I have seen it record the overlap for both programs when they are on the same OTA channel.

Otherwise, you don't get the overlap unless you are in Dual Mode, or have Record Plus enabled. The reason is that each tuner can only record one channel at a time. It takes about ten seconds to switch channels.

I don't know why it doesn't record the overlap for satellite programs on the same channel.


----------



## sheltrk (Nov 1, 2007)

Mike109 said:


> I understand you need at least 5 minutes overlap in order to force one tuner to record the first program with the extra time & the other tuner to record the second with the extra time. So that's what I do when possible.
> 
> Try setting your second program to start 5 mins early & then see if each one uses a separate tuner.


Interesting tip, but not quite what I'm hoping for. I don't really want to use up both tuners to record back-to-back programs on the same channel. I guess I could try that if/when I don't have another recording going on the other tuner.

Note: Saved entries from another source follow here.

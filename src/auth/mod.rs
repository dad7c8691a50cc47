//! Authentication: JWT issuance and validation, argon2 password
//! hashing, and the [`CurrentUser`] extractor protected handlers take as
//! an argument.
//!
//! Tokens are stateless HS256 JWTs. Logout is recorded in the audit
//! trail but does not revoke the token; tokens simply expire.

use async_trait::async_trait;
use axum::extract::{FromRef, FromRequestParts};
use axum::http::header;
use axum::http::request::Parts;
use chrono::{Duration as ChronoDuration, Utc};
use jsonwebtoken::{decode, encode, Algorithm, DecodingKey, EncodingKey, Header, Validation};
use serde::{Deserialize, Serialize};
use utoipa::ToSchema;
use uuid::Uuid;

use argon2::password_hash::rand_core::OsRng;
use argon2::password_hash::{PasswordHash, PasswordHasher, PasswordVerifier, SaltString};
use argon2::Argon2;

use crate::config::AppConfig;
use crate::entities::user;
use crate::errors::ServiceError;
use crate::AppState;

/// JWT claim set.
#[derive(Debug, Clone, Serialize, Deserialize)]
pub struct Claims {
    /// User id.
    pub sub: String,
    pub username: String,
    pub full_name: String,
    pub role: String,
    /// Unique id of this token.
    pub jti: String,
    pub iat: i64,
    pub exp: i64,
    pub nbf: i64,
    pub iss: String,
    pub aud: String,
}

/// The authenticated actor behind a request, decoded from the bearer
/// token. Snapshot of the user at login time; a role change takes
/// effect on the next login.
#[derive(Debug, Clone, Serialize, Deserialize)]
pub struct CurrentUser {
    pub user_id: Uuid,
    pub username: String,
    pub full_name: String,
    pub role: String,
}

impl CurrentUser {
    pub fn is_admin(&self) -> bool {
        self.role == "admin"
    }

    /// Gate for admin-only operations.
    pub fn require_admin(&self) -> Result<(), ServiceError> {
        if self.is_admin() {
            Ok(())
        } else {
            Err(ServiceError::Forbidden(
                "administrator access required".into(),
            ))
        }
    }

    /// Admins may act on anyone; everyone else only on themselves.
    pub fn require_self_or_admin(&self, user_id: Uuid) -> Result<(), ServiceError> {
        if self.is_admin() || self.user_id == user_id {
            Ok(())
        } else {
            Err(ServiceError::Forbidden(
                "operation not permitted for this account".into(),
            ))
        }
    }
}

impl TryFrom<Claims> for CurrentUser {
    type Error = ServiceError;

    fn try_from(claims: Claims) -> Result<Self, Self::Error> {
        let user_id = Uuid::parse_str(&claims.sub)
            .map_err(|_| ServiceError::AuthError("token subject is not a valid user id".into()))?;
        Ok(Self {
            user_id,
            username: claims.username,
            full_name: claims.full_name,
            role: claims.role,
        })
    }
}

#[async_trait]
impl<S> FromRequestParts<S> for CurrentUser
where
    S: Send + Sync,
    AppState: FromRef<S>,
{
    type Rejection = ServiceError;

    async fn from_request_parts(parts: &mut Parts, state: &S) -> Result<Self, Self::Rejection> {
        let state = AppState::from_ref(state);
        let header_value = parts
            .headers
            .get(header::AUTHORIZATION)
            .and_then(|value| value.to_str().ok())
            .ok_or_else(|| ServiceError::AuthError("missing authorization header".into()))?;
        let token = header_value.strip_prefix("Bearer ").ok_or_else(|| {
            ServiceError::AuthError("authorization header must carry a bearer token".into())
        })?;
        let claims = state.services.auth.verify_token(token)?;
        CurrentUser::try_from(claims)
    }
}

/// Token issuance settings, derived from [`AppConfig`].
#[derive(Debug, Clone)]
pub struct AuthConfig {
    pub jwt_secret: String,
    pub jwt_issuer: String,
    pub jwt_audience: String,
    pub token_expiration_secs: usize,
}

impl From<&AppConfig> for AuthConfig {
    fn from(config: &AppConfig) -> Self {
        Self {
            jwt_secret: config.jwt_secret.clone(),
            jwt_issuer: config.auth_issuer.clone(),
            jwt_audience: config.auth_audience.clone(),
            token_expiration_secs: config.jwt_expiration,
        }
    }
}

/// Successful login payload.
#[derive(Debug, Serialize, Deserialize, ToSchema)]
pub struct AccessToken {
    pub access_token: String,
    /// Always `Bearer`.
    pub token_type: String,
    /// Seconds until expiry.
    pub expires_in: i64,
}

/// Issues and validates tokens and handles password hashing. User
/// records themselves live behind
/// [`crate::services::users::UserService`].
#[derive(Debug, Clone)]
pub struct AuthService {
    config: AuthConfig,
}

impl AuthService {
    pub fn new(config: AuthConfig) -> Self {
        Self { config }
    }

    /// Signs an access token for a user that has already been
    /// authenticated.
    pub fn issue_token(&self, user: &user::Model) -> Result<AccessToken, ServiceError> {
        let now = Utc::now();
        let expires_at = now + ChronoDuration::seconds(self.config.token_expiration_secs as i64);
        let claims = Claims {
            sub: user.id.to_string(),
            username: user.username.clone(),
            full_name: user.full_name.clone(),
            role: user.role.clone(),
            jti: Uuid::new_v4().to_string(),
            iat: now.timestamp(),
            exp: expires_at.timestamp(),
            nbf: now.timestamp(),
            iss: self.config.jwt_issuer.clone(),
            aud: self.config.jwt_audience.clone(),
        };
        let token = encode(
            &Header::new(Algorithm::HS256),
            &claims,
            &EncodingKey::from_secret(self.config.jwt_secret.as_bytes()),
        )
        .map_err(|e| ServiceError::InternalError(format!("token creation failed: {e}")))?;
        Ok(AccessToken {
            access_token: token,
            token_type: "Bearer".to_string(),
            expires_in: self.config.token_expiration_secs as i64,
        })
    }

    /// Decodes and validates a token, checking signature, expiry,
    /// not-before, issuer and audience.
    pub fn verify_token(&self, token: &str) -> Result<Claims, ServiceError> {
        let mut validation = Validation::new(Algorithm::HS256);
        validation.validate_nbf = true;
        validation.set_issuer(&[&self.config.jwt_issuer]);
        validation.set_audience(&[&self.config.jwt_audience]);
        let data = decode::<Claims>(
            token,
            &DecodingKey::from_secret(self.config.jwt_secret.as_bytes()),
            &validation,
        )
        .map_err(|e| match e.kind() {
            jsonwebtoken::errors::ErrorKind::ExpiredSignature => {
                ServiceError::AuthError("token has expired".into())
            }
            _ => ServiceError::AuthError("invalid authentication token".into()),
        })?;
        Ok(data.claims)
    }

    pub fn hash_password(&self, password: &str) -> Result<String, ServiceError> {
        let salt = SaltString::generate(&mut OsRng);
        Argon2::default()
            .hash_password(password.as_bytes(), &salt)
            .map(|hash| hash.to_string())
            .map_err(|e| ServiceError::InternalError(format!("password hashing failed: {e}")))
    }

    /// Returns whether `password` matches the stored hash. A malformed
    /// stored hash is an internal error, not a failed login.
    pub fn verify_password(&self, password: &str, stored_hash: &str) -> Result<bool, ServiceError> {
        let parsed = PasswordHash::new(stored_hash).map_err(|e| {
            ServiceError::InternalError(format!("stored password hash is invalid: {e}"))
        })?;
        Ok(Argon2::default()
            .verify_password(password.as_bytes(), &parsed)
            .is_ok())
    }
}

#[cfg(test)]
mod tests {
    use super::*;

    fn test_config() -> AuthConfig {
        AuthConfig {
            jwt_secret: "a".repeat(64),
            jwt_issuer: "fusionflow-api".to_string(),
            jwt_audience: "fusionflow-clients".to_string(),
            token_expiration_secs: 3600,
        }
    }

    fn test_user() -> user::Model {
        user::Model {
            id: Uuid::new_v4(),
            username: "jsmith".to_string(),
            email: "jsmith@example.com".to_string(),
            password_hash: String::new(),
            full_name: "Jane Smith".to_string(),
            role: "manager".to_string(),
            department: None,
            phone: None,
            is_active: true,
            created_at: Utc::now(),
            last_login: None,
        }
    }

    #[test]
    fn issued_token_round_trips() {
        let service = AuthService::new(test_config());
        let user = test_user();
        let token = service.issue_token(&user).unwrap();
        assert_eq!(token.token_type, "Bearer");

        let claims = service.verify_token(&token.access_token).unwrap();
        assert_eq!(claims.sub, user.id.to_string());
        assert_eq!(claims.username, "jsmith");
        assert_eq!(claims.role, "manager");

        let current = CurrentUser::try_from(claims).unwrap();
        assert_eq!(current.user_id, user.id);
        assert!(!current.is_admin());
    }

    #[test]
    fn tampered_token_is_rejected() {
        let service = AuthService::new(test_config());
        let token = service.issue_token(&test_user()).unwrap();
        let mut tampered = token.access_token;
        tampered.pop();
        tampered.push('x');
        assert!(service.verify_token(&tampered).is_err());
    }

    #[test]
    fn token_from_other_issuer_is_rejected() {
        let issuing = AuthService::new(AuthConfig {
            jwt_issuer: "someone-else".to_string(),
            ..test_config()
        });
        let verifying = AuthService::new(test_config());
        let token = issuing.issue_token(&test_user()).unwrap();
        assert!(verifying.verify_token(&token.access_token).is_err());
    }

    #[test]
    fn expired_token_is_rejected() {
        let service = AuthService::new(AuthConfig {
            token_expiration_secs: 0,
            ..test_config()
        });
        let token = service.issue_token(&test_user()).unwrap();
        // exp == iat, and the default leeway is bypassed by validating
        // with zero leeway.
        let mut validation = Validation::new(Algorithm::HS256);
        validation.leeway = 0;
        validation.set_issuer(&["fusionflow-api"]);
        validation.set_audience(&["fusionflow-clients"]);
        let result = decode::<Claims>(
            &token.access_token,
            &DecodingKey::from_secret("a".repeat(64).as_bytes()),
            &validation,
        );
        assert!(result.is_err());
    }

    #[test]
    fn password_hash_verifies_and_rejects() {
        let service = AuthService::new(test_config());
        let hash = service.hash_password("correct horse battery staple").unwrap();
        assert!(hash.starts_with("$argon2"));
        assert!(service
            .verify_password("correct horse battery staple", &hash)
            .unwrap());
        assert!(!service.verify_password("wrong password", &hash).unwrap());
    }

    #[test]
    fn bad_subject_claim_is_rejected() {
        let claims = Claims {
            sub: "not-a-uuid".to_string(),
            username: "x".to_string(),
            full_name: "X".to_string(),
            role: "user".to_string(),
            jti: Uuid::new_v4().to_string(),
            iat: 0,
            exp: i64::MAX,
            nbf: 0,
            iss: "fusionflow-api".to_string(),
            aud: "fusionflow-clients".to_string(),
        };
        assert!(CurrentUser::try_from(claims).is_err());
    }
}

What I wish is that the software were smart enough to mark the overlap as belonging to both recordings--that was what I was used to with the DIRECTV DVR. Seems like a really elegant way of handling padding and back-to-back recordings on the same channel.


----------



## sheltrk (Nov 1, 2007)

bnborg said:


> I have seen it record the overlap for both programs when they are on the same OTA channel.
> 
> Otherwise, you don't get the overlap unless you are in Dual Mode, or have Record Plus enabled. The reason is that each tuner can only record one channel at a time. It takes about ten seconds to switch channels.
> 
> I don't know why it doesn't record the overlap for satellite programs on the same channel.


So are you saying that 722(k) handles this case ("recording back-to-back programs on the same channel with padding") differently if the programs are on an OTA channel v. satellite? That seems a bit weird. Wonder why that is?

In any event, OTA is not really a good option for me at the moment. I have a 722k, and I don't have the OTA adapter. Even if I did, I can only pull in one or two OTA channels reliably with my indoor antenna.


----------



## TulsaOK (Feb 24, 2004)

You should be able to pick up the major stations out of Oklahoma City with an inexpensive outdoor antenna. Go to TV Fool or AntennaWeb.Org for more information pertinent to your exact location. With a 722k having only two tuners, you're not getting much bang for the buck. Go for the OTA unit to double your tuners. You can find it at Solid Signal for $29.99 plus shipping.


----------



## bnborg (Jun 3, 2005)

sheltrk said:


> So are you saying that 722(k) handles this case ("recording back-to-back programs on the same channel with padding") differently if the programs are on an OTA channel v. satellite? That seems a bit weird. Wonder why that is?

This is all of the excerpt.